Brain-training game maker settles with U.S. FTC over unsupported claims
SAN FRANCISCO (Reuters) – A Texas company that makes brain-training games for children has settled a complaint over unsubstantiated health claims, the U.S. government said on Tuesday.
The U.S. Federal Trade Commission said Focus Education claimed in an advertisement and on its website that it could permanently improve a child’s focus, memory and school performance. The company also said its technology had proven to be “highly beneficial” for children with learning impairments such as attention deficit hyperactivity disorder (ADHD).

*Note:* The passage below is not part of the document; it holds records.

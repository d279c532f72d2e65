//! Recurring definitions.
//!
//! A recurring definition is a named template. Each fire spawns a brand new
//! job instance; the definition itself never runs.

use chrono::{DateTime, Utc};
use serde::{Deserialize, Serialize};
use std::fmt;

use crate::cron::{CronSchedule, next_fire_at};
use crate::job::{DEFAULT_QUEUE, Job, NewJob, Payload};
use crate::{Error, JobId, Result};

/// What to do when a definition fires while its previous instance is still
/// in flight.
#[derive(Debug, Clone, Copy, PartialEq, Eq, Default, Serialize, Deserialize)]
#[serde(rename_all = "snake_case")]
pub enum OverlapPolicy {
    /// Skip this fire and move the schedule on.
    #[default]
    Skip,
    /// Spawn another instance regardless.
    Allow,
}

impl OverlapPolicy {
    pub fn as_str(&self) -> &'static str {
        match self {
            OverlapPolicy::Skip => "skip",
            OverlapPolicy::Allow => "allow",
        }
    }
}

impl fmt::Display for OverlapPolicy {
    fn fmt(&self, f: &mut fmt::Formatter<'_>) -> fmt::Result {
        f.write_str(self.as_str())
    }
}

impl std::str::FromStr for OverlapPolicy {
    type Err = Error;

    fn from_str(s: &str) -> Result<Self> {
        match s {
            "skip" => Ok(OverlapPolicy::Skip),
            "allow" => Ok(OverlapPolicy::Allow),
            other => Err(Error::InvalidInput(format!(
                "unknown overlap policy: {}",
                other
            ))),
        }
    }
}

/// Optional knobs for `add_or_update_recurring`.
#[derive(Debug, Clone)]
pub struct RecurringOptions {
    pub queue: String,
    pub overlap: OverlapPolicy,
    pub max_retries: Option<u32>,
}

impl Default for RecurringOptions {
    fn default() -> Self {
        Self {
            queue: DEFAULT_QUEUE.to_string(),
            overlap: OverlapPolicy::default(),
            max_retries: None,
        }
    }
}

#[derive(Debug, Clone, PartialEq, Serialize, Deserialize)]
pub struct RecurringDefinition {
    pub name: String,
    pub cron_expression: String,
    pub queue: String,
    pub payload_template: Payload,
    pub overlap: OverlapPolicy,
    pub max_retries: Option<u32>,
    pub last_fired_at: Option<DateTime<Utc>>,
    pub next_fire_at: DateTime<Utc>,
    pub last_job_id: Option<JobId>,
    pub created_at: DateTime<Utc>,
    pub updated_at: DateTime<Utc>,
}

impl RecurringDefinition {
    pub fn new(
        name: impl Into<String>,
        cron_expression: &str,
        payload_template: Payload,
        options: RecurringOptions,
        now: DateTime<Utc>,
    ) -> Result<Self> {
        let name = name.into();
        if name.trim().is_empty() {
            return Err(Error::InvalidInput(
                "recurring definition name must not be empty".to_string(),
            ));
        }

        let schedule = CronSchedule::parse(cron_expression)?;
        let next_fire_at = next_fire_at(schedule.expression(), now)?;

        Ok(Self {
            name,
            cron_expression: schedule.expression().to_string(),
            queue: options.queue,
            payload_template,
            overlap: options.overlap,
            max_retries: options.max_retries,
            last_fired_at: None,
            next_fire_at,
            last_job_id: None,
            created_at: now,
            updated_at: now,
        })
    }

    /// Carry bookkeeping over from the stored version of the same definition.
    pub fn merge_existing(mut self, existing: &RecurringDefinition) -> Self {
        self.created_at = existing.created_at;
        self.last_fired_at = existing.last_fired_at;
        self.last_job_id = existing.last_job_id;
        self
    }

    pub fn is_due(&self, now: DateTime<Utc>) -> bool {
        self.next_fire_at <= now
    }

    /// A fresh instance of the template, enqueued at `now`.
    pub fn spawn(&self, default_max_retries: u32, now: DateTime<Utc>) -> Job {
        let mut new = NewJob::new(self.payload_template.clone()).on_queue(self.queue.clone());
        new.max_retries = self.max_retries;

        let mut job = Job::enqueued(new, default_max_retries, now);
        job.recurring_name = Some(self.name.clone());
        job.cron_expression = Some(self.cron_expression.clone());
        job
    }

    /// Next fire time computed from `now`, not from the missed
    /// `next_fire_at`, so downtime never produces a backlog.
    pub fn following_fire(&self, now: DateTime<Utc>) -> Result<DateTime<Utc>> {
        next_fire_at(&self.cron_expression, now)
    }
}

#[cfg(test)]
mod tests {
    use super::*;
    use chrono::{Duration, TimeZone};

    fn t0() -> DateTime<Utc> {
        Utc.with_ymd_and_hms(2024, 6, 1, 12, 0, 30).unwrap()
    }

    fn minutely() -> RecurringDefinition {
        RecurringDefinition::new(
            "report",
            "* * * * *",
            Payload::bare("report"),
            RecurringOptions::default(),
            t0(),
        )
        .unwrap()
    }

    #[test]
    fn test_new_computes_first_fire() {
        let def = minutely();
        assert_eq!(
            def.next_fire_at,
            Utc.with_ymd_and_hms(2024, 6, 1, 12, 1, 0).unwrap()
        );
        assert!(!def.is_due(t0()));
        assert!(def.is_due(def.next_fire_at));
    }

    #[test]
    fn test_following_fire_after_outage_is_in_future() {
        let def = minutely();
        let now = t0() + Duration::hours(5) + Duration::seconds(7);
        let next = def.following_fire(now).unwrap();
        assert!(next > now);
        assert!(next - now <= Duration::minutes(1));
    }

    #[test]
    fn test_spawn_creates_enqueued_instance() {
        let def = minutely();
        let now = def.next_fire_at;
        let first = def.spawn(3, now);
        let second = def.spawn(3, now);

        assert_ne!(first.id, second.id);
        assert_eq!(first.state, crate::JobState::Enqueued);
        assert_eq!(first.recurring_name.as_deref(), Some("report"));
        assert_eq!(first.cron_expression.as_deref(), Some("* * * * *"));
        assert_eq!(first.enqueue_at, Some(now));
        assert_eq!(first.max_retries, 3);
    }

    #[test]
    fn test_invalid_definitions() {
        let bad_cron = RecurringDefinition::new(
            "x",
            "not cron",
            Payload::bare("x"),
            RecurringOptions::default(),
            t0(),
        );
        assert!(matches!(bad_cron, Err(Error::InvalidCron { .. })));

        let no_name = RecurringDefinition::new(
            "  ",
            "* * * * *",
            Payload::bare("x"),
            RecurringOptions::default(),
            t0(),
        );
        assert!(matches!(no_name, Err(Error::InvalidInput(_))));
    }

    #[test]
    fn test_overlap_policy_parse() {
        assert_eq!("skip".parse::<OverlapPolicy>().unwrap(), OverlapPolicy::Skip);
        assert_eq!("allow".parse::<OverlapPolicy>().unwrap(), OverlapPolicy::Allow);
        assert!("queue".parse::<OverlapPolicy>().is_err());
    }
}
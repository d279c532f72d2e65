//! Job handler trait and registry.
//!
//! Handlers are looked up by the `handler` identifier carried in a job's
//! payload at execution time.
//!
//! Delivery is at-least-once: a worker may die after a handler produced its
//! side effects but before the success was recorded, in which case the job
//! runs again. Handlers must be idempotent or otherwise safe to repeat.

use async_trait::async_trait;
use serde::{Deserialize, Serialize};
use std::collections::HashMap;
use std::fmt;
use std::future::Future;
use std::sync::Arc;
use std::sync::atomic::{AtomicBool, Ordering};

use crate::{Error, JobId, Result};

/// Failure reported by a handler.
#[derive(Debug, Clone, PartialEq, Serialize, Deserialize)]
pub struct JobError {
    pub message: String,
    /// Non-retryable errors fail the job immediately.
    pub retryable: bool,
}

impl JobError {
    pub fn retryable(message: impl Into<String>) -> Self {
        Self {
            message: message.into(),
            retryable: true,
        }
    }

    pub fn fatal(message: impl Into<String>) -> Self {
        Self {
            message: message.into(),
            retryable: false,
        }
    }
}

impl fmt::Display for JobError {
    fn fmt(&self, f: &mut fmt::Formatter<'_>) -> fmt::Result {
        f.write_str(&self.message)
    }
}

impl std::error::Error for JobError {}

impl From<Error> for JobError {
    fn from(error: Error) -> Self {
        Self {
            retryable: error.is_transient(),
            message: error.to_string(),
        }
    }
}

pub type JobResult = std::result::Result<(), JobError>;

/// What a handler knows about the job it is running.
#[derive(Debug, Clone)]
pub struct JobContext {
    pub job_id: JobId,
    pub queue: String,
    /// 1-based execution attempt.
    pub attempt: u32,
    pub retry_count: u32,
    pub worker_id: String,
    shutdown: Arc<AtomicBool>,
}

impl JobContext {
    pub fn new(
        job_id: JobId,
        queue: impl Into<String>,
        attempt: u32,
        retry_count: u32,
        worker_id: impl Into<String>,
        shutdown: Arc<AtomicBool>,
    ) -> Self {
        Self {
            job_id,
            queue: queue.into(),
            attempt,
            retry_count,
            worker_id: worker_id.into(),
            shutdown,
        }
    }

    /// Set once the server starts shutting down. Long handlers may check it
    /// and return early with a retryable error.
    pub fn is_shutting_down(&self) -> bool {
        self.shutdown.load(Ordering::Relaxed)
    }
}

#[async_trait]
pub trait JobHandler: Send + Sync {
    async fn handle(&self, ctx: &JobContext, args: &serde_json::Value) -> JobResult;
}

/// Adapts an async closure into a [`JobHandler`].
pub struct FnHandler<F>(F);

#[async_trait]
impl<F, Fut> JobHandler for FnHandler<F>
where
    F: Fn(JobContext, serde_json::Value) -> Fut + Send + Sync,
    Fut: Future<Output = JobResult> + Send,
{
    async fn handle(&self, ctx: &JobContext, args: &serde_json::Value) -> JobResult {
        (self.0)(ctx.clone(), args.clone()).await
    }
}

/// Maps handler identifiers to handlers.
#[derive(Clone, Default)]
pub struct HandlerRegistry {
    handlers: HashMap<String, Arc<dyn JobHandler>>,
}

impl HandlerRegistry {
    pub fn new() -> Self {
        Self::default()
    }

    pub fn register(&mut self, name: impl Into<String>, handler: Arc<dyn JobHandler>) -> &mut Self {
        self.handlers.insert(name.into(), handler);
        self
    }

    pub fn register_fn<F, Fut>(&mut self, name: impl Into<String>, f: F) -> &mut Self
    where
        F: Fn(JobContext, serde_json::Value) -> Fut + Send + Sync + 'static,
        Fut: Future<Output = JobResult> + Send + 'static,
    {
        self.register(name, Arc::new(FnHandler(f)))
    }

    pub fn get(&self, name: &str) -> Result<Arc<dyn JobHandler>> {
        self.handlers
            .get(name)
            .cloned()
            .ok_or_else(|| Error::UnknownHandler(name.to_string()))
    }

    pub fn contains(&self, name: &str) -> bool {
        self.handlers.contains_key(name)
    }

    pub fn names(&self) -> Vec<&str> {
        let mut names: Vec<&str> = self.handlers.keys().map(String::as_str).collect();
        names.sort_unstable();
        names
    }
}

impl fmt::Debug for HandlerRegistry {
    fn fmt(&self, f: &mut fmt::Formatter<'_>) -> fmt::Result {
        f.debug_struct("HandlerRegistry")
            .field("handlers", &self.names())
            .finish()
    }
}

#[cfg(test)]
mod tests {
    use super::*;

    fn context() -> JobContext {
        JobContext::new(
            JobId::new(),
            "default",
            1,
            0,
            "worker-1",
            Arc::new(AtomicBool::new(false)),
        )
    }

    #[tokio::test]
    async fn test_registry_dispatches_by_name() {
        let mut registry = HandlerRegistry::new();
        registry
            .register_fn("ok", |_ctx, _args| async { JobResult::Ok(()) })
            .register_fn("boom", |_ctx, args| async move {
                JobResult::Err(JobError::retryable(format!("boom: {}", args)))
            });

        assert_eq!(registry.names(), vec!["boom", "ok"]);

        let ctx = context();
        let ok = registry.get("ok").unwrap();
        assert!(ok.handle(&ctx, &serde_json::Value::Null).await.is_ok());

        let boom = registry.get("boom").unwrap();
        let err = boom
            .handle(&ctx, &serde_json::json!(1))
            .await
            .unwrap_err();
        assert_eq!(err.message, "boom: 1");
        assert!(err.retryable);
    }

    #[test]
    fn test_unknown_handler() {
        let registry = HandlerRegistry::new();
        assert!(matches!(
            registry.get("missing"),
            Err(Error::UnknownHandler(name)) if name == "missing"
        ));
    }

    #[test]
    fn test_job_error_from_core_error() {
        let transient: JobError = Error::StoreUnavailable("down".into()).into();
        assert!(transient.retryable);

        let permanent: JobError = Error::InvalidInput("bad".into()).into();
        assert!(!permanent.retryable);
    }

    #[test]
    fn test_shutdown_flag_is_shared() {
        let flag = Arc::new(AtomicBool::new(false));
        let ctx = JobContext::new(JobId::new(), "default", 1, 0, "w", flag.clone());
        assert!(!ctx.is_shutting_down());
        flag.store(true, Ordering::Relaxed);
        assert!(ctx.is_shutting_down());
    }
}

In a statement, the FTC said the company must stop making such claims for products including the Jungle Rangers computer game.
The FTC said Focus Education generated sales of some $4.5 million between 2012 and mid-2013.
Focus Education did not respond to an email request for comment.
It stressed on its website that its game was developed through a collaboration of scientists, researchers, doctors and parents.
The case was among the first in which the commission has cracked down on an application developer for making unsubstantiated medical claims. Previously, the FTC fined two app developers who falsely claimed that their smartphone apps could treat and cure acne.
Some industry experts believe the FTC will increasingly become the watchdog for the fertile field of mobile health.
“We could well see FTC taking the primary enforcement role,” said Bradley Merrill Thompson, a Washington D.C.-based attorney with the firm Epstein Becker & Green. That the FTC took action, rather than the U.S. Food and Drug Administration, represents an important shift, Thompson added.
To avoid federal oversight, app makers should be “precise, accurate and careful” with their marketing claims, said Morgan Reed, executive director of the Association for Competitive Technology, an organization that represents app developers.